Un environnement toxique

Dans un monde qui se veut de plus en plus fluide, où les repères s’estompent, où chacun revendique ses propres normes, imposer un quelconque critère éducatif apparait trop souvent comme une violence. Par manque d’affirmation, de repères, d’appui, des parents ou éducateurs seront conduits à préférer la négociation à l’exigence, et à chercher à se faire aimer en cédant aux caprices, favorisant le laisser faire plutôt que la fermeté morale. Cette incapacité à gérer les conflits empêche d’apprendre à l’enfant à surmonter ses propres pulsions, de violence, de colère, de peur, ainsi que celles des autres. Et ce, alors que, dès l’âge moyen de douze ans, il est plongé dans la société des écrans et son univers agressif.

La discipline positive

C’est pourquoi de nombreux pédagogues appellent au retour de l’autorité et de la discipline, cadres qu’ils jugent indispensables à l’éducation de l’enfant.
D’aucuns, comme Haim Ginott (3) prônent le retour de la punition, arguant que savoir corriger est essentiel pour développer l’estime de soi et la confiance. Pour lui, la correction permet de percevoir un chemin d’amélioration et de progrès en plus de la victoire de la chose bien faite. Pour cela, selon Jane Nilsen (4), le préalable est de créer le lien, la relation de confiance, base sur laquelle peut s’instaurer une écoute, un sentiment d’appartenance où l’enfant se sent reconnu et accepté. Ensuite il pourra entrer dans la phase d’acceptation et comprendre l’exigence. La « discipline positive » se substitue donc à « l’éducation positive ». Comme le disait la philosophe Délia Steinberg Guzman, « une attitude juste voudrait que dès le début, les enfants sachent qu’ils sont venus dans un monde qui attend beaucoup d’eux et qu’ils doivent commencer à y répondre avec de petites tâches, les leurs […] et que personne ne peut les leur ôter et que personne ne peut les accomplir à leur place. » (5)

Une école des parents ?

Mais peut-être avons-nous besoin en premier chef d’une école des parents ? À cet égard, le succès de l’émission de télé-réalité « Super Nanny » est édifiant (6). Quels critères, quelles règles partagées, quels comportements auront valeur d’exemples pour une transmission réussie ?
Être parent ne s’improvise pas mais s’apprend : l’amour ne suffit pas. Pour gagner le respect et l’amour des enfants, il faut se sentir légitime dans l’exigence, dans l’accompagnement, en leur donnant des petites épreuves qui les rendront victorieux d’eux-mêmes : plutôt que les empêcher de s’approcher de l’eau, mieux vaut leur apprendre à nager et à vaincre la peur de l’eau. Assumer un risque mesuré pour laisser place à l’aventure et les fortifier pour les temps durs qui s’annoncent.

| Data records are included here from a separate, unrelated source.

#[async_trait]
impl ClientTransport for HttpClientTransport {
    fn name(&self) -> &'static str {
        "http"
    }

    async fn register_tool_provider(&self, prov: &dyn Provider) -> Result<Vec<Tool>, UtcpError> {
        let http_prov = prov
            .as_any()
            .downcast_ref::<HttpProvider>()
            .ok_or_else(|| UtcpError::InvalidProvider("expected an HTTP provider".into()))?;

        let response = self
            .send_with_retry(|| {
                let mut builder = self.client.get(&http_prov.url);
                if let Some(headers) = &http_prov.headers {
                    for (key, value) in headers {
                        builder = builder.header(key, value);
                    }
                }
                if let Some(auth) = &http_prov.base.auth {
                    builder = self.apply_auth(builder, auth).unwrap_or(builder);
                }
                builder
            })
            .await?;

        if !response.status().is_success() {
            return Err(UtcpError::RemoteError {
                code: response.status().as_u16() as i64,
                message: format!("failed to fetch tools from {}", http_prov.url),
            });
        }

        let body_text = response
            .text()
            .await
            .map_err(|e| UtcpError::DecodeFailed(e.to_string()))?;

        if let Ok(manifest) = serde_json::from_str::<Value>(&body_text) {
            if let Some(tools_array) = manifest.get("tools").and_then(|v| v.as_array()) {
                let tools = tools_array
                    .iter()
                    .filter_map(|v| serde_json::from_value::<Tool>(v.clone()).ok())
                    .map(|mut t| {
                        t.provider_name = Some(http_prov.base.name.clone());
                        t
                    })
                    .collect();
                return Ok(tools);
            }
        }

        Ok(vec![])
    }

    async fn deregister_tool_provider(&self, _prov: &dyn Provider) -> Result<(), UtcpError> {
        Ok(())
    }

    async fn call_tool(
        &self,
        _tool_name: &str,
        args: HashMap<String, Value>,
        prov: &dyn Provider,
    ) -> Result<Value, UtcpError> {
        let http_prov = prov
            .as_any()
            .downcast_ref::<HttpProvider>()
            .ok_or_else(|| UtcpError::InvalidProvider("expected an HTTP provider".into()))?;

        let url = Self::substitute_path_params(&http_prov.url, &args);
        let method_upper = http_prov.http_method.to_uppercase();

        let build = || -> Result<reqwest::RequestBuilder, UtcpError> {
            let mut builder = match method_upper.as_str() {
                "GET" => self.client.get(&url),
                "POST" => self.client.post(&url),
                "PUT" => self.client.put(&url),
                "DELETE" => self.client.delete(&url),
                "PATCH" => self.client.patch(&url),
                other => return Err(UtcpError::InvalidProvider(format!("unsupported HTTP method: {other}"))),
            };
            if let Some(headers) = &http_prov.headers {
                for (key, value) in headers {
                    builder = builder.header(key, value);
                }
            }
            if let Some(auth) = &http_prov.base.auth {
                builder = self.apply_auth(builder, auth)?;
            }
            if matches!(method_upper.as_str(), "POST" | "PUT" | "PATCH") {
                builder = builder.json(&args);
            } else {
                for (key, value) in &args {
                    builder = builder.query(&[(key, value.to_string())]);
                }
            }
            Ok(builder)
        };

        build()?; // validate method/auth before entering the retry loop
        let response = self
            .send_with_retry(|| build().expect("validated above"))
            .await?;

        if !response.status().is_success() {
            return Err(UtcpError::RemoteError {
                code: response.status().as_u16() as i64,
                message: response.status().to_string(),
            });
        }

        response
            .json::<Value>()
            .await
            .map_err(|e| UtcpError::DecodeFailed(e.to_string()))
    }

    async fn call_tool_stream(
        &self,
        tool_name: &str,
        args: HashMap<String, Value>,
        prov: &dyn Provider,
    ) -> Result<Box<dyn StreamResult>, UtcpError> {
        let http_prov = prov
            .as_any()
            .downcast_ref::<HttpProvider>()
            .ok_or_else(|| UtcpError::InvalidProvider("expected an HTTP provider".into()))?;

        let url = Self::substitute_path_params(&http_prov.url, &args);
        let mut builder = self
            .client
            .post(&url)
            .header(header::ACCEPT, "text/event-stream")
            .header(header::CACHE_CONTROL, "no-cache")
            .timeout(Duration::MAX);
        if let Some(headers) = &http_prov.headers {
            for (key, value) in headers {
                builder = builder.header(key, value);
            }
        }
        if let Some(auth) = &http_prov.base.auth {
            builder = self.apply_auth(builder, auth)?;
        }

        let response = builder
            .json(&args)
            .send()
            .await
            .map_err(|e| UtcpError::ConnectFailed(e.to_string()))?;

        if !response.status().is_success() {
            return Err(UtcpError::RemoteError {
                code: response.status().as_u16() as i64,
                message: "SSE request failed".into(),
            });
        }

        let rx = self.spawn_sse_reader(
            response.bytes_stream(),
            tool_name.to_string(),
            http_prov.base.name.clone(),
        );
        Ok(boxed_channel_stream(rx, None))
    }
}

Donner un sens à l’éducation sur une base morale

Dans son éditorial d’octobre, le fondateur de Nouvelle Acropole en France, Fernand Schwarz cite Kant à juste propos (7) : « L’homme ne peut devenir homme que par l’éducation. Il n’est que ce que l’éducation fait de lui. Il faut bien remarquer que l’homme n’est éduqué que par des hommes et par des hommes qui ont également été éduqués… Ordinairement, les parents élèvent leurs enfants seulement en vue de les adapter au monde actuel, si corrompu soit-il. Ils devraient bien plutôt leur donner une éducation meilleure, afin qu’un meilleur état pût en sortir dans l’avenir. » Un état dans lequel ils puissent faire émerger le meilleur d’eux-mêmes et construire leur liberté dans l’acceptation des contraintes. Construisons ensemble une société habitable où chacun peut se sentir acteur d’un monde partagé.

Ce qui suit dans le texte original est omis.